3

Currently inside transformation I am reading one file and creating a HashMap and it is an Static field for re-using purpose.

For each and every record I need to check against the HashMap<> contains the corresponding key or not. If it matches with record key then get the value from HashMap.

What is the best way to do this?

Should i broadcast this HashMap and use it inside Transformation? [HashMap or ConcurrentHashMap]

Does Broadcast will make sure the HashMap always contains the value.

Is there any scenario like HashMap become empty and we need to handle that check as well? [ if it's empty load it again ]

Update:

Basically i need to use HashMap as a lookup inside transformation. What is the best way to do? Broadcast or static variable?

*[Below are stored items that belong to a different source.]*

//! Standard names and request parameter parsing.

use std::collections::BTreeSet;
use std::fmt;

use serde::{Deserialize, Serialize};

/// A conformance check that can be requested.
///
/// Variant order is the order in which results appear in a report.
#[allow(clippy::upper_case_acronyms)]
#[derive(Debug, Clone, Copy, PartialEq, Eq, PartialOrd, Ord, Hash, Serialize, Deserialize)]
pub enum StandardName {
    /// Wrapper document against the NewsML-G2 schema
    NewsML,
    /// XHTML5 markup of each item
    HTML,
    /// Microdata embedded in each item's XHTML
    Microdata,
    /// NITF content of each item
    NITF,
}

impl StandardName {
    /// Every recognized standard, in declaration order.
    pub const ALL: [StandardName; 4] = [
        StandardName::NewsML,
        StandardName::HTML,
        StandardName::Microdata,
        StandardName::NITF,
    ];

    /// Caller-facing name.
    pub fn as_str(&self) -> &'static str {
        match self {
            StandardName::NewsML => "NewsML",
            StandardName::HTML => "HTML",
            StandardName::Microdata => "Microdata",
            StandardName::NITF => "NITF",
        }
    }

    /// Look up a caller-facing name. Surrounding whitespace is ignored.
    pub fn from_name(name: &str) -> Option<Self> {
        let name = name.trim();
        Self::ALL.into_iter().find(|standard| standard.as_str() == name)
    }

    /// Whether this standard runs once per embedded item rather than once per document.
    pub fn is_item_scoped(&self) -> bool {
        !matches!(self, StandardName::NewsML)
    }
}

impl fmt::Display for StandardName {
    fn fmt(&self, f: &mut fmt::Formatter<'_>) -> fmt::Result {
        f.write_str(self.as_str())
    }
}

/// Ordered, duplicate-free set of requested standards.
#[derive(Debug, Clone, Default, PartialEq, Eq)]
pub struct RequestedStandards {
    standards: BTreeSet<StandardName>,
}

impl RequestedStandards {
    /// No standards at all.
    pub fn none() -> Self {
        Self::default()
    }

    /// All recognized standards.
    pub fn all() -> Self {
        StandardName::ALL.into_iter().collect()
    }

    /// Keep the recognized names, silently dropping everything else.
    pub fn from_names<'a, I>(names: I) -> Self
    where
        I: IntoIterator<Item = &'a str>,
    {
        names
            .into_iter()
            .filter_map(StandardName::from_name)
            .collect()
    }

    /// Parse the comma-separated request parameter.
    ///
    /// An absent or blank parameter means every standard. A non-blank parameter
    /// naming only unknown standards yields an empty set.
    pub fn from_param(param: Option<&str>) -> Self {
        match param {
            Some(param) if !param.trim().is_empty() => Self::from_names(param.split(',')),
            _ => Self::all(),
        }
    }

    pub fn contains(&self, standard: StandardName) -> bool {
        self.standards.contains(&standard)
    }

    pub fn is_empty(&self) -> bool {
        self.standards.is_empty()
    }

    pub fn len(&self) -> usize {
        self.standards.len()
    }

    /// Requested standards in declaration order.
    pub fn iter(&self) -> impl Iterator<Item = StandardName> + '_ {
        self.standards.iter().copied()
    }

    /// Requested standards that run per item, in declaration order.
    pub fn item_scoped(&self) -> impl Iterator<Item = StandardName> + '_ {
        self.iter().filter(StandardName::is_item_scoped)
    }
}

impl FromIterator<StandardName> for RequestedStandards {
    fn from_iter<T: IntoIterator<Item = StandardName>>(iter: T) -> Self {
        Self {
            standards: iter.into_iter().collect(),
        }
    }
}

When i use Static variable for few records i am not getting correct value from HashMap.HashMap contains only 100 elements. But i am comparing this with 25 Million records.

Shankar
  • 8,529
  • 26
  • 90
  • 159
  • **"Currently inside transformation I am reading one file and creating a HashMap and it is an Static field for re-using purpose"**. So, are you saying that you are trying to create a broadcast variable for every transformation?! PD. I suggest you to post a small code example, so I can understand better your problem, actually it is a bit obscure. – Alberto Bonsanto Feb 15 '16 at 14:32

2 Answers2

4

First of all, a broadcast variable can be used only for reading purposes, not as a global variable, that can be modified in classic programming (one thread, one computer, procedural programming, etc...). Indeed, you can use a global variable in your code and it can be utilized in any part of it (even inside maps), but never modified.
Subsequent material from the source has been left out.